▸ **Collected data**
>>

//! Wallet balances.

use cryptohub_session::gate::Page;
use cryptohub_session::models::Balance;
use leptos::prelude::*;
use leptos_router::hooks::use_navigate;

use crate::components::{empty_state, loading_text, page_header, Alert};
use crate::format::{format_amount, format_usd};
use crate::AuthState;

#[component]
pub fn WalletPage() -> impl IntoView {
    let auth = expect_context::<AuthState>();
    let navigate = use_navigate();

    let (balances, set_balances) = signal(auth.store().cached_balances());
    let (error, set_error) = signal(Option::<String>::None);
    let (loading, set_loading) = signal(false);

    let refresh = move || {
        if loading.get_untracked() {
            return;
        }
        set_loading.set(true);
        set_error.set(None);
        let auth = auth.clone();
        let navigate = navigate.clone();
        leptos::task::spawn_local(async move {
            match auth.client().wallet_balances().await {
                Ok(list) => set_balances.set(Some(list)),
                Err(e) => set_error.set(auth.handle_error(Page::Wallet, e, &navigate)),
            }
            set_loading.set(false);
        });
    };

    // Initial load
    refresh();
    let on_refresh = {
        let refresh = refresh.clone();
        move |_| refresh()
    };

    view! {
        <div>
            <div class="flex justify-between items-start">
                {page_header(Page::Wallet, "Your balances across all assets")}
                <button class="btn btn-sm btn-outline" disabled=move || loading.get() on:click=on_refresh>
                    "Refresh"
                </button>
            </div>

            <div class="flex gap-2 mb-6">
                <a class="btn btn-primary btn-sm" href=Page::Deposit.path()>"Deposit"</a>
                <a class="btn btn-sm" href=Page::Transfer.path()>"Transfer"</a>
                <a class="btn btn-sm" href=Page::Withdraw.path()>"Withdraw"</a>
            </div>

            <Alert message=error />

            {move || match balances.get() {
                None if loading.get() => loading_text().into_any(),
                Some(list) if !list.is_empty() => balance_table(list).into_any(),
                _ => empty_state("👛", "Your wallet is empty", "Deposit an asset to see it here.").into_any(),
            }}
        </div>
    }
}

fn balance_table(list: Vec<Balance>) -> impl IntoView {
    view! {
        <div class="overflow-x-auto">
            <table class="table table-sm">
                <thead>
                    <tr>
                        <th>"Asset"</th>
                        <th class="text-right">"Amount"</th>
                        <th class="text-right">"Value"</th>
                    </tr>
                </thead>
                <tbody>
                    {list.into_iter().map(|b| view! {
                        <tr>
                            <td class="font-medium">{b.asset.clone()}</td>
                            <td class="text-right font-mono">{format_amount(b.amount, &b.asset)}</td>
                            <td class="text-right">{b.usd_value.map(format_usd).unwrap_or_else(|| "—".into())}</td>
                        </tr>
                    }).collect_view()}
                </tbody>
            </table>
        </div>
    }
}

<<
>>

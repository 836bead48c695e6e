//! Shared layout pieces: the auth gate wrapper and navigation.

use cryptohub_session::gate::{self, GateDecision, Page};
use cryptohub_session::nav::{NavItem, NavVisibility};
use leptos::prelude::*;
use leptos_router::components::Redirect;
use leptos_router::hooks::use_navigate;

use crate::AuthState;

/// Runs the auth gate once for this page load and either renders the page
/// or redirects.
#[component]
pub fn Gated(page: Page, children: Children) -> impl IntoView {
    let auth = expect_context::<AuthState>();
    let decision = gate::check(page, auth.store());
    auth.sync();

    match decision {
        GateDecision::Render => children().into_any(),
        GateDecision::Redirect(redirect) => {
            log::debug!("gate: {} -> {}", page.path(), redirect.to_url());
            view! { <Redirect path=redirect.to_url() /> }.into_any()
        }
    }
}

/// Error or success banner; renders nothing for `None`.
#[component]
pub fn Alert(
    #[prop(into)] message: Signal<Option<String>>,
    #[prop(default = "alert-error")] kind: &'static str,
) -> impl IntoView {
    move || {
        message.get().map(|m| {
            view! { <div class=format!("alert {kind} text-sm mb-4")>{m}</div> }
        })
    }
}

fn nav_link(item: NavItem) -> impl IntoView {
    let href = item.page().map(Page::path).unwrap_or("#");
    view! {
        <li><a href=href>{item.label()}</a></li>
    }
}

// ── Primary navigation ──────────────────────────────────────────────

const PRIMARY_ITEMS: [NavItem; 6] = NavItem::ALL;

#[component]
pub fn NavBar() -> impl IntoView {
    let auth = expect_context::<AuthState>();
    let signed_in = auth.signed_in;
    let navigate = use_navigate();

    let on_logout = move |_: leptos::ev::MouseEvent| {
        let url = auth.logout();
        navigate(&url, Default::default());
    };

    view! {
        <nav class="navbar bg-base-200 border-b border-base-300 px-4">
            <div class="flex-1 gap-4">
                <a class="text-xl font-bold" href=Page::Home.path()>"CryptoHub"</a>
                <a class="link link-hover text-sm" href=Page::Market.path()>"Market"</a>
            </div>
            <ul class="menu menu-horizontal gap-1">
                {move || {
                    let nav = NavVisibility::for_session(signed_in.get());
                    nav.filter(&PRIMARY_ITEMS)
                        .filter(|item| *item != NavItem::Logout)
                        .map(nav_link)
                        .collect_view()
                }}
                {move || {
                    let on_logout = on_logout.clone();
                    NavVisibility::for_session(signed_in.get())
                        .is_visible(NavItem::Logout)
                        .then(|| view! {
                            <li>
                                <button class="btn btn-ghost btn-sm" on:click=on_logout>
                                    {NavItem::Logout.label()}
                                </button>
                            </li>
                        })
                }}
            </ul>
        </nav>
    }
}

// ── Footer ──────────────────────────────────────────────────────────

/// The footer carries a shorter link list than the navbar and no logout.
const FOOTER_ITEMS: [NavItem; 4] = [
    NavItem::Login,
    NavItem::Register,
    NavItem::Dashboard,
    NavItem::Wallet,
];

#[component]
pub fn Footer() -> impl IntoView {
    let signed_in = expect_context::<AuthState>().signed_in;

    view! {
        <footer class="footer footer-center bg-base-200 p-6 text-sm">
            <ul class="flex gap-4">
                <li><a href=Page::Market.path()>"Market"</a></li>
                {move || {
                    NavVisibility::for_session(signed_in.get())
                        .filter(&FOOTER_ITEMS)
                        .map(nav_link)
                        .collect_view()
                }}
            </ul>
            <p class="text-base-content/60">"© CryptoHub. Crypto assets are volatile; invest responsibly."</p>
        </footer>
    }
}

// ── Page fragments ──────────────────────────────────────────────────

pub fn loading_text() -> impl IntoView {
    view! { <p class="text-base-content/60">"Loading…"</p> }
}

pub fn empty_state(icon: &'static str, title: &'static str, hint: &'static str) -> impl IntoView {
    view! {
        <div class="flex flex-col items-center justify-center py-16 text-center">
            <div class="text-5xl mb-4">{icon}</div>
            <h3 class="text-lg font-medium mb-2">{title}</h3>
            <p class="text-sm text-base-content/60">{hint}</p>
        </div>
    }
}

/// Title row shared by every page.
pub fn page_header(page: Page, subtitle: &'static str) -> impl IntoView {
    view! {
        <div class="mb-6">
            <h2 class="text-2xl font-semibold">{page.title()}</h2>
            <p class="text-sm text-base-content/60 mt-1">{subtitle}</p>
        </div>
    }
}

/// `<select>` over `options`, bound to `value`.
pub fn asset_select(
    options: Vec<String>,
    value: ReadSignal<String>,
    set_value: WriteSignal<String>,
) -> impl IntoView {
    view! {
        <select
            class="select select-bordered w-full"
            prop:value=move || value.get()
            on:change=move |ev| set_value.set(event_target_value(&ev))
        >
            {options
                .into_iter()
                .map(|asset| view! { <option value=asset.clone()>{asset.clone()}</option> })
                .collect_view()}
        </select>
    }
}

<<

▸ **The problem**
Find "CryptoHub. Crypto assets" in the entries above and copy that whole line exactly, then each line after it through the line that contains "pub fn loading_text()".

▸ **Reply**
            <p class="text-base-content/60">"© CryptoHub. Crypto assets are volatile; invest responsibly."</p>
        </footer>
    }
}

// ── Page fragments ──────────────────────────────────────────────────

pub fn loading_text() -> impl IntoView {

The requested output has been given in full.